[EXTRACTED DATA]

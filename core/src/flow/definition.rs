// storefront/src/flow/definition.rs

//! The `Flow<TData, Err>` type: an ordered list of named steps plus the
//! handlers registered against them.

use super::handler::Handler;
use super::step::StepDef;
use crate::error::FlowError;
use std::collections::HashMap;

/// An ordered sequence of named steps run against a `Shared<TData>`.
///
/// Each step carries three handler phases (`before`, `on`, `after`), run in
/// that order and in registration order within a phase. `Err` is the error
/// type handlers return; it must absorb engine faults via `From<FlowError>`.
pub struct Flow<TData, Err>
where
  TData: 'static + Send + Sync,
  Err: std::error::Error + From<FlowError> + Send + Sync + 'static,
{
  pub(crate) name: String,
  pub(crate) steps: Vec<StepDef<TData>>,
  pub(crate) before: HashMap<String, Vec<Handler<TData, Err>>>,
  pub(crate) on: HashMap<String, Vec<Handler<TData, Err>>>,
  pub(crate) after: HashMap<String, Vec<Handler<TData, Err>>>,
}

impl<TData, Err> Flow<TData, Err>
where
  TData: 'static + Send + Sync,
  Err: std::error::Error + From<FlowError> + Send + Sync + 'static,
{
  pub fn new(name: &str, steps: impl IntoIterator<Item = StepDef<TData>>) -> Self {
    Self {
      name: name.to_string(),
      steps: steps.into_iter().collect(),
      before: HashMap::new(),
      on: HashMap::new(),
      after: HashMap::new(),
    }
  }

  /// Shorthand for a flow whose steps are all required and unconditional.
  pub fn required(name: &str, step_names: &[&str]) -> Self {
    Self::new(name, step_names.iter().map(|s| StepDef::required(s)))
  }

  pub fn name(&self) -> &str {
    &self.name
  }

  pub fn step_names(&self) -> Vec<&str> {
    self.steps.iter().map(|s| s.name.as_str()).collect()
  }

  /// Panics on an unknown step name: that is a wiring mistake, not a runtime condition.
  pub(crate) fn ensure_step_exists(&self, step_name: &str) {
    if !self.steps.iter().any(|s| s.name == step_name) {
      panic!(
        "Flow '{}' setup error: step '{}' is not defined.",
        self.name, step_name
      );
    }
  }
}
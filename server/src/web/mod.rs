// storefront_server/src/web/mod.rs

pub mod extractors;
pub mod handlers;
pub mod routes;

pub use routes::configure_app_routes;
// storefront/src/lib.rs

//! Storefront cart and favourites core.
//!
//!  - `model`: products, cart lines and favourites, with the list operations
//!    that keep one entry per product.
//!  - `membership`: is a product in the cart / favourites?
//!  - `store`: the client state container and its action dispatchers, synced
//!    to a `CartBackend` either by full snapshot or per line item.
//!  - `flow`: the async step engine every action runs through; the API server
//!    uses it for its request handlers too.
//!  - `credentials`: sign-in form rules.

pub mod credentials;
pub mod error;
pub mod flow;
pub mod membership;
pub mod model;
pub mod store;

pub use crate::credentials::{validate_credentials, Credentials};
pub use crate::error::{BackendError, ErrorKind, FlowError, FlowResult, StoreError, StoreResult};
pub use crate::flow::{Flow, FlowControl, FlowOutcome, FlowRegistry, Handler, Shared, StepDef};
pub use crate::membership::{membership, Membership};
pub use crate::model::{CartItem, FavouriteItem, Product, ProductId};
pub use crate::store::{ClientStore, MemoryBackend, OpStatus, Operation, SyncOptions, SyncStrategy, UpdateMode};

[/EXTRACTED DATA]
[EXTRACTED DATA]

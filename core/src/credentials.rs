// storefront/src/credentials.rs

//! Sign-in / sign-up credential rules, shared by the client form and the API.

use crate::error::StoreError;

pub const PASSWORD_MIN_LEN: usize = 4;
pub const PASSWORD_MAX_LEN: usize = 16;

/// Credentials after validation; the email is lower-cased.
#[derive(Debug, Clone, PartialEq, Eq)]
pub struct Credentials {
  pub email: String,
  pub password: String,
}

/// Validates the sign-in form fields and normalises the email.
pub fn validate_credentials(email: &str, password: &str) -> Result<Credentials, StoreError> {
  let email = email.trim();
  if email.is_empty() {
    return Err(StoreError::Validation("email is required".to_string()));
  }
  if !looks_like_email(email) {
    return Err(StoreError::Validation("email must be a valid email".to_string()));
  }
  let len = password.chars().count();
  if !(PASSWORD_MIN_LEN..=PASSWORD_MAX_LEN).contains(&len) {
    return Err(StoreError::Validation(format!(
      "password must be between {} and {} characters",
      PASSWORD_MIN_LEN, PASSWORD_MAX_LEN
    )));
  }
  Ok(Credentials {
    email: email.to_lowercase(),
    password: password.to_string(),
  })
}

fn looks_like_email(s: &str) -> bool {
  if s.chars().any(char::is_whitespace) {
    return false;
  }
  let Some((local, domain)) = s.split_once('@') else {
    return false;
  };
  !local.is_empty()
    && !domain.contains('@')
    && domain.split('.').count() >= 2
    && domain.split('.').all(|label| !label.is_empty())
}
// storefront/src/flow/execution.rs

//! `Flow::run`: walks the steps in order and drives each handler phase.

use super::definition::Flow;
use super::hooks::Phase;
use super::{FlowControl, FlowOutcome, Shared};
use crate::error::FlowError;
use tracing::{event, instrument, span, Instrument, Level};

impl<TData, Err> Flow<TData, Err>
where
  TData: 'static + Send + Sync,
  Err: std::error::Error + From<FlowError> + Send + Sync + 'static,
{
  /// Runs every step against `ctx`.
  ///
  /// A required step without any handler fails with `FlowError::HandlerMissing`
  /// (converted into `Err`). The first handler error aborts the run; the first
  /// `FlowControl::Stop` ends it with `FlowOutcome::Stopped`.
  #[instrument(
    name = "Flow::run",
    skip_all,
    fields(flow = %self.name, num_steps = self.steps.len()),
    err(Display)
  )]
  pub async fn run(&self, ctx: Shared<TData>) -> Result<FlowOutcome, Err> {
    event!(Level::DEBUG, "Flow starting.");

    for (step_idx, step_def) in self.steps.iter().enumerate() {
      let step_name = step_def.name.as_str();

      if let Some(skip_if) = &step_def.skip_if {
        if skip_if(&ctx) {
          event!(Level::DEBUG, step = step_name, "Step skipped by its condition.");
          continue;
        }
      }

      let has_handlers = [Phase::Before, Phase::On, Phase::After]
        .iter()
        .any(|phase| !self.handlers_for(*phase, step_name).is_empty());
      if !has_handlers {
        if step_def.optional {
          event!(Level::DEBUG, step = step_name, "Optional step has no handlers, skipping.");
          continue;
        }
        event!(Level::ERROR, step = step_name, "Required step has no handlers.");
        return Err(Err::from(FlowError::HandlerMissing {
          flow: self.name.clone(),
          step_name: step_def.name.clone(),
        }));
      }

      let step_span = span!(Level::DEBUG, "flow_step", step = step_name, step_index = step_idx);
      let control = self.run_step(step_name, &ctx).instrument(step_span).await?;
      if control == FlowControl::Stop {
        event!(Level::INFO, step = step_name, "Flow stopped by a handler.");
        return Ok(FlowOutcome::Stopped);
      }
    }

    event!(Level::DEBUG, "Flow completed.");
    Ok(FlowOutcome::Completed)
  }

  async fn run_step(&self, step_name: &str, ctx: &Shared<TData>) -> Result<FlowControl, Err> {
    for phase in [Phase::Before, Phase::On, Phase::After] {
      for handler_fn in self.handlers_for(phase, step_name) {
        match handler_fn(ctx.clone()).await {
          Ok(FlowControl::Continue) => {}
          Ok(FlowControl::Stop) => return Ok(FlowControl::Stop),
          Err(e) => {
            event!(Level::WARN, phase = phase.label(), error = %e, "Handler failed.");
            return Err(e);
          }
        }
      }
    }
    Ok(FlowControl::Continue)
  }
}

[/EXTRACTED DATA]
[EXTRACTED DATA]

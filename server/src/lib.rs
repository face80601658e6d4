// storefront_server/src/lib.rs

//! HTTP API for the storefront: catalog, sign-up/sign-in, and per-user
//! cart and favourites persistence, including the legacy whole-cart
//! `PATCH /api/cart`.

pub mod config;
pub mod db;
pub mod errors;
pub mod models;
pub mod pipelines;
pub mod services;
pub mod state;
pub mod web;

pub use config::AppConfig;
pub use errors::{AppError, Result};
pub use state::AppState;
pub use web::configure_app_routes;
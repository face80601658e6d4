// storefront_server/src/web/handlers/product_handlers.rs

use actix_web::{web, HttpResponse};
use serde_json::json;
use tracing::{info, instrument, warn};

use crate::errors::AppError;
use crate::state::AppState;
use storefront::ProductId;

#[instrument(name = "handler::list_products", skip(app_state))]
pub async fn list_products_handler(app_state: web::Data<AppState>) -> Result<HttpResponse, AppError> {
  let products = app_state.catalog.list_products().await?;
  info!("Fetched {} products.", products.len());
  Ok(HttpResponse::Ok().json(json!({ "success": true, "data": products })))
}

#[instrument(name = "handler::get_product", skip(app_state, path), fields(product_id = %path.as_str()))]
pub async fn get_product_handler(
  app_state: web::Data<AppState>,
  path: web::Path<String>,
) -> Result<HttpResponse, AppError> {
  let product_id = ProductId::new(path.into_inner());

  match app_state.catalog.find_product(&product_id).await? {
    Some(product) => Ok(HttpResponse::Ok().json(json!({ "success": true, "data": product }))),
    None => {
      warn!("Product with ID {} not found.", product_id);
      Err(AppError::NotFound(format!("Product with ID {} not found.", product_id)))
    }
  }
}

[/EXTRACTED DATA]

**WHAT YOU HAVE TO DO:** From the records above, transcribe without alteration every line from the one with "filename core/src/flow/definition.rs" to the one with "Each step carries", inclusive.

**RESPONSE AREA:**
filename core/src/flow/definition.rs
// storefront/src/flow/definition.rs

//! The `Flow<TData, Err>` type: an ordered list of named steps plus the
//! handlers registered against them.

use super::handler::Handler;
use super::step::StepDef;
use crate::error::FlowError;
use std::collections::HashMap;

/// An ordered sequence of named steps run against a `Shared<TData>`.
///
/// Each step carries three handler phases (`before`, `on`, `after`), run in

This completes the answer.